Photo | Courtesy of the ROM

A captivating showcase of complex Norse lives

The Royal Ontario Museum’s VIKINGS offers a fascinating and original perspective on the lives and culture of the Scandinavian Vikings between the 8th and 11th centuries. The exhibit succeeds in dispelling commonly perpetuated myths about the Vikings by offering a detailed historical showcase of Norse life that spans all levels of society.

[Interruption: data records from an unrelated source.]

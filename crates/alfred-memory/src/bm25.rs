// SPDX-FileCopyrightText: 2026 Alfred Contributors
// SPDX-License-Identifier: MIT OR Apache-2.0

//! In-memory Okapi BM25 scorer.
//!
//! The index is a derived cache over the memory table: it can be dropped and
//! rebuilt from the store at any time. IDF uses the `ln(... + 1)` smoothing
//! variant, so it is never negative.

use std::collections::HashMap;

/// Words dropped by [`tokenize`] on both the document and query side.
const STOPWORDS: &[&str] = &[
    "a", "about", "all", "also", "am", "an", "and", "any", "are", "as", "at", "be", "been",
    "being", "but", "by", "can", "could", "did", "do", "does", "for", "from", "had", "has",
    "have", "he", "her", "him", "his", "how", "i", "if", "in", "into", "is", "it", "its", "just",
    "me", "my", "no", "not", "of", "on", "or", "our", "over", "she", "so", "than", "that", "the",
    "their", "them", "then", "there", "these", "they", "this", "those", "to", "up", "us", "was",
    "we", "were", "what", "when", "where", "which", "who", "whom", "why", "will", "with",
    "would", "you", "your",
];

/// Okapi BM25 constants.
#[derive(Debug, Clone, Copy, PartialEq)]
pub struct Bm25Params {
    /// Term-frequency saturation.
    pub k1: f64,
    /// Document-length normalization.
    pub b: f64,
}

impl Default for Bm25Params {
    fn default() -> Self {
        Self { k1: 1.2, b: 0.75 }
    }
}

/// Split text into index terms.
///
/// Lowercases, turns every non-word character into whitespace, splits,
/// drops stopwords and folds a trailing plural `s` (`cats` -> `cat`) on
/// terms longer than three characters that do not end in `ss`.
pub fn tokenize(text: &str) -> Vec<String> {
    let cleaned: String = text
        .to_lowercase()
        .chars()
        .map(|c| if c.is_alphanumeric() || c == '_' { c } else { ' ' })
        .collect();

    cleaned
        .split_whitespace()
        .filter(|token| !is_stopword(token))
        .map(fold_plural)
        .collect()
}

fn is_stopword(token: &str) -> bool {
    STOPWORDS.binary_search(&token).is_ok()
}

fn fold_plural(token: &str) -> String {
    if token.chars().count() > 3 && token.ends_with('s') && !token.ends_with("ss") {
        token[..token.len() - 1].to_string()
    } else {
        token.to_string()
    }
}

/// A scored document, identified by its position in the indexed slice.
#[derive(Debug, Clone, Copy, PartialEq)]
pub struct Bm25Hit {
    pub doc: usize,
    pub score: f64,
}

/// BM25 statistics over a fixed document collection.
#[derive(Debug, Clone, Default)]
pub struct Bm25Index {
    params: Bm25Params,
    term_freqs: Vec<HashMap<String, usize>>,
    doc_lens: Vec<usize>,
    doc_freq: HashMap<String, usize>,
    idf: HashMap<String, f64>,
    avgdl: f64,
}

impl Bm25Index {
    pub fn new(params: Bm25Params) -> Self {
        Self {
            params,
            ..Self::default()
        }
    }

    /// Build an index over `documents` in one go.
    pub fn build<S: AsRef<str>>(params: Bm25Params, documents: &[S]) -> Self {
        let mut index = Self::new(params);
        index.index(documents);
        index
    }

    /// Replace all state with statistics over `documents`.
    pub fn index<S: AsRef<str>>(&mut self, documents: &[S]) {
        self.term_freqs.clear();
        self.doc_lens.clear();
        self.doc_freq.clear();
        self.idf.clear();

        let mut total_len = 0usize;
        for document in documents {
            let terms = tokenize(document.as_ref());
            total_len += terms.len();
            self.doc_lens.push(terms.len());

            let mut tf: HashMap<String, usize> = HashMap::new();
            for term in terms {
                *tf.entry(term).or_insert(0) += 1;
            }
            // Document frequency counts documents, not occurrences.
            for term in tf.keys() {
                *self.doc_freq.entry(term.clone()).or_insert(0) += 1;
            }
            self.term_freqs.push(tf);
        }

        let n = self.doc_lens.len() as f64;
        self.avgdl = if self.doc_lens.is_empty() {
            0.0
        } else {
            total_len as f64 / n
        };
        for (term, &df) in &self.doc_freq {
            let df = df as f64;
            self.idf
                .insert(term.clone(), ((n - df + 0.5) / (df + 0.5) + 1.0).ln());
        }
    }

    /// Number of indexed documents.
    pub fn len(&self) -> usize {
        self.doc_lens.len()
    }

    pub fn is_empty(&self) -> bool {
        self.doc_lens.is_empty()
    }

    /// IDF of an already-tokenized term, `None` if no document contains it.
    pub fn idf(&self, term: &str) -> Option<f64> {
        self.idf.get(term).copied()
    }

    /// Rank documents against `query`, best first, at most `limit` hits.
    ///
    /// Documents sharing no term with the query are never returned. Equal
    /// scores keep index order.
    pub fn search(&self, query: &str, limit: usize) -> Vec<Bm25Hit> {
        let query_terms = tokenize(query);
        if query_terms.is_empty() || limit == 0 {
            return Vec::new();
        }

        let Bm25Params { k1, b } = self.params;
        let mut hits: Vec<Bm25Hit> = self
            .term_freqs
            .iter()
            .zip(&self.doc_lens)
            .enumerate()
            .filter(|(_, (_, len))| **len > 0)
            .filter_map(|(doc, (tf, &len))| {
                let norm = 1.0 - b + b * (len as f64 / self.avgdl);
                let score: f64 = query_terms
                    .iter()
                    .filter_map(|term| {
                        let tf = *tf.get(term)? as f64;
                        let idf = self.idf.get(term).copied().unwrap_or(0.0);
                        Some(idf * (tf * (k1 + 1.0)) / (tf + k1 * norm))
                    })
                    .sum();
                (score > 0.0).then_some(Bm25Hit { doc, score })
            })
            .collect();

        hits.sort_by(|a, b| b.score.total_cmp(&a.score));
        hits.truncate(limit);
        hits
    }
}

As a collaboration between the ROM and the Swedish History Museum, the exhibit presents the largest gathering of Viking artifacts in North America. Dr. Craig Cipolla, the ROM’s Associate Curator of North American Archaeology, describes VIKINGS as “[providing] visitors with a holistic perspective on who the Norse were, how they changed through time, and how they constantly pushed the boundaries of their world through innovation and curation.” The introduction of the exhibit is quick to clarify misconceptions surrounding the term “Vikings;” it is not meant to define the people of the Viking Age, but rather, it is the Norse term for trade expeditions. VIKINGS also eliminates the common contemporary assumption of horned helmets as being prevalent in Viking society; in actuality, Viking helmets were rare finds.

The architecture of the gallery is reminiscent of a ship voyage, with angular structural configurations and displays that contain historical images, all constructed with waves and curves shaped like a boat’s hull. The calming ambience of the exhibition is encapsulated by large prints of rural Scandinavian landscapes lining the gallery, complemented by a serene woodwind soundtrack.

In addition to eliminating the myth of Vikings as exclusively masculine pillagers, the exhibit focuses on the essential role women played in the family and farming centres of Viking life. Items of aristocratic women, such as stunning box brooches, made apparent the power wielded by women.

The exhibit’s highlight is its interactive features, such as the opportunity to virtually dress up men, women, and children of the Viking age in clothes that would dictate their social status and roles, like “Lady of the House” or the enslaved “unfreed” people. Other entertaining activities include writing names in Norse runes with magnetic tiles, virtually excavating a Viking boat grave, and listening to the Vikings tell oral stories of their gods. 

Notable displays include a remarkable reconstruction of a wooden Viking boat on loan from the Swedish History Museum, as well as a striking centrepiece molded by dimly lit boat rivets hanging on clear strings in the shape of a ship.

The exhibition also illustrates the depth of the Viking people’s beliefs in their gods. The symbols and responsibilities of famous gods and goddesses of the Viking Age, such as Odin, Thor, and Loki, were on display. For example, deities were assigned a day of the week; Thor, the chief protector of all gods and humans, belonged to Thursday.  

The final section of the exhibit was dedicated to the Vikings’ exploration of Canada’s East Coast, presenting artifacts found in Newfoundland and Nunavut. A refreshing note made by the curators recognized how the false discoveries of Norse artifacts in North America undermine the existence of Indigenous populations during the Viking Age and reaffirm dangerous falsehoods about Canada’s origins. This distinction closed the exhibit in a manner reflective of a cultural awareness about colonization.

The ROM’s expansive VIKINGS exhibit broadens the representations of the Viking people beyond the archetypical warriors who only sought to plunder and raid other civilizations. The exhibition thoughtfully examines the unique Viking culture cultivated through religious and cultural exchanges with other nations. VIKINGS: The Exhibition deftly embodies the ROM’s curatorial strengths and creates a curious, engrossing atmosphere reminiscent of a seafaring journey for visitors of all ages.

 

VIKINGS: The Exhibition is on display until April 2nd, 2018 at the Royal Ontario Museum.